Re: series for a transcendental constant
- From: "Narasimham" <mathma18@xxxxxxxxxxx>
- Date: 29 Mar 2007 11:07:45 -0700
On Mar 29, 3:53 am, Gerry Myerson <g...@xxxxxxxxxxxxxxxxxxxxxxxxx>
wrote:
In article <1175099524.072464.244...@xxxxxxxxxxxxxxxxxxxxxxxxxxxx>,
"Narasimham" <mathm...@xxxxxxxxxxx> wrote:
Can any series represent or approximate the number X ( ~ 0.931816),
solved out from (X e)^pi = (X pi)^e ?
Concerning your subject header - how do you know that
this constant is transcendental?
Concerning the various series that have been proposed as answers;
I guess the interesting question is, is there a series with rational
terms and given by a simple rule such that the series sums to X?

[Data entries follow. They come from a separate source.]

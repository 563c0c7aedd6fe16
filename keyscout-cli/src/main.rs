use anyhow::{Context, Result};
use clap::{Parser, Subcommand};
use colored::Colorize;
use keyscout::{
    CoordinatorConfig, CoordinatorStats, Executor, SearchCoordinator, SearchError, SearchObserver,
};
use std::{num::NonZeroUsize, path::PathBuf, thread, time::Duration};
use tracing::{info, warn};
use tracing_subscriber::EnvFilter;

mod corpus;
mod script;

use corpus::CorpusExecutor;
use script::Step;

/// How long to wait for the last search once the script has run out
const IDLE_TIMEOUT: Duration = Duration::from_secs(30);

#[derive(Parser)]
#[command(author, version, about, long_about = None)]
struct Cli {
    #[command(subcommand)]
    command: Commands,
}

#[derive(Parser)]
struct ReplayArgs {
    /// File with one searchable entry per line
    #[arg(short = 'c', long)]
    corpus: PathBuf,

    /// Typing session to replay (type <text> | enter <text> | wait <ms> | reset)
    #[arg(short = 's', long)]
    script: PathBuf,

    /// Maximum number of results per search
    #[arg(short = 'm', long)]
    max_results: Option<usize>,

    /// Simulated latency of every search, in milliseconds
    #[arg(short = 'l', long, default_value = "0")]
    latency_ms: u64,

    /// Number of worker threads
    #[arg(short = 'j', long)]
    threads: Option<NonZeroUsize>,

    /// Configuration file (YAML)
    #[arg(long)]
    config: Option<PathBuf>,

    /// Log level (trace, debug, info, warn, error)
    #[arg(long)]
    log_level: Option<String>,

    /// Print coordinator statistics after the session
    #[arg(long)]
    stats: bool,

    /// Disable colored output
    #[arg(long)]
    no_color: bool,
}

#[derive(Subcommand)]
enum Commands {
    /// Replay a scripted typing session against a corpus
    Replay(Box<ReplayArgs>),
}

fn main() -> Result<()> {
    let cli = Cli::parse();

    match cli.command {
        Commands::Replay(args) => replay(*args),
    }
}

fn replay(args: ReplayArgs) -> Result<()> {
    if args.no_color {
        colored::control::set_override(false);
    }

    let config = CoordinatorConfig::load_from(args.config.as_deref())?.merge_with_cli(
        args.threads,
        args.log_level.clone(),
        args.max_results,
    );
    config.validate()?;
    init_logging(&config.log_level);

    let steps = script::load(&args.script)?;
    let executor = CorpusExecutor::load(&args.corpus, Duration::from_millis(args.latency_ms))
        .with_context(|| format!("failed to read corpus {}", args.corpus.display()))?;
    info!(
        "Replaying {} steps against {} entries",
        steps.len(),
        executor.entry_count()
    );

    let coordinator = SearchCoordinator::new(Executor::new(executor), ConsoleObserver, &config)?;

    for step in steps {
        match step {
            Step::Type(text) => coordinator.notify_input(text, config.max_results)?,
            Step::Enter(text) => coordinator.trigger_immediate(text, config.max_results)?,
            Step::Wait(delay) => thread::sleep(delay),
            Step::Reset => coordinator.reset(),
        }
    }

    if !coordinator.wait_idle(IDLE_TIMEOUT) {
        warn!("Gave up waiting for the last search after {:?}", IDLE_TIMEOUT);
    }
    coordinator.shutdown();

    if args.stats {
        print_stats(&coordinator.metrics().get_stats());
    }
    Ok(())
}

fn init_logging(level: &str) {
    let filter = EnvFilter::try_from_default_env().unwrap_or_else(|_| EnvFilter::new(level));
    tracing_subscriber::fmt()
        .with_env_filter(filter)
        .with_writer(std::io::stderr)
        .init();
}

/// Prints every delivered search to stdout
struct ConsoleObserver;

impl SearchObserver<String> for ConsoleObserver {
    fn display_results(&self, results: &[String], more_available: bool) {
        for entry in results {
            println!("  {}", entry);
        }
        if more_available {
            println!("  {}", "(more results available)".yellow());
        }
    }

    fn search_complete(&self, query: &str, results: &[String], elapsed: Duration) {
        println!(
            "{} {:?}: {} results in {}",
            "Search".blue(),
            query,
            results.len(),
            format_elapsed(elapsed)
        );
    }

    fn search_failed(&self, query: &str, error: &SearchError, _elapsed: Duration) {
        eprintln!("{} {:?}: {}", "Search failed".red(), query, error);
    }
}

/// Formats a search time at microsecond precision
fn format_elapsed(elapsed: Duration) -> humantime::FormattedDuration {
    let micros = u64::try_from(elapsed.as_micros()).unwrap_or(u64::MAX);
    humantime::format_duration(Duration::from_micros(micros))
}

fn print_stats(stats: &CoordinatorStats) {
    println!("\n{}", "Coordinator stats".bold());
    println!("  notifications: {}", stats.notifications);
    println!("  immediate: {}", stats.immediate_triggers);
    println!("  resets: {}", stats.resets);
    println!(
        "  started: {} (superseded before start: {})",
        stats.started, stats.superseded_before_start
    );
    println!("  delivered: {}", stats.delivered.to_string().green());
    println!("  discarded: {}", stats.discarded);
    println!("  overflow threads: {}", stats.overflow_threads);
    println!("  failed: {}", stats.failed);
}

I won't attempt to give an airtight definition of the word "simple."
I do mean to rule out such stuff as a_n = (10^(-n)) (n-th digit of X).
a_n = A_n (10^(-n));the coefficient A_n has to be formula-wise
generated, should not be 9,3,1,8 ...
Gerry Myerson (g...@xxxxxxxxxxxxxxx) (i -> u for email)
.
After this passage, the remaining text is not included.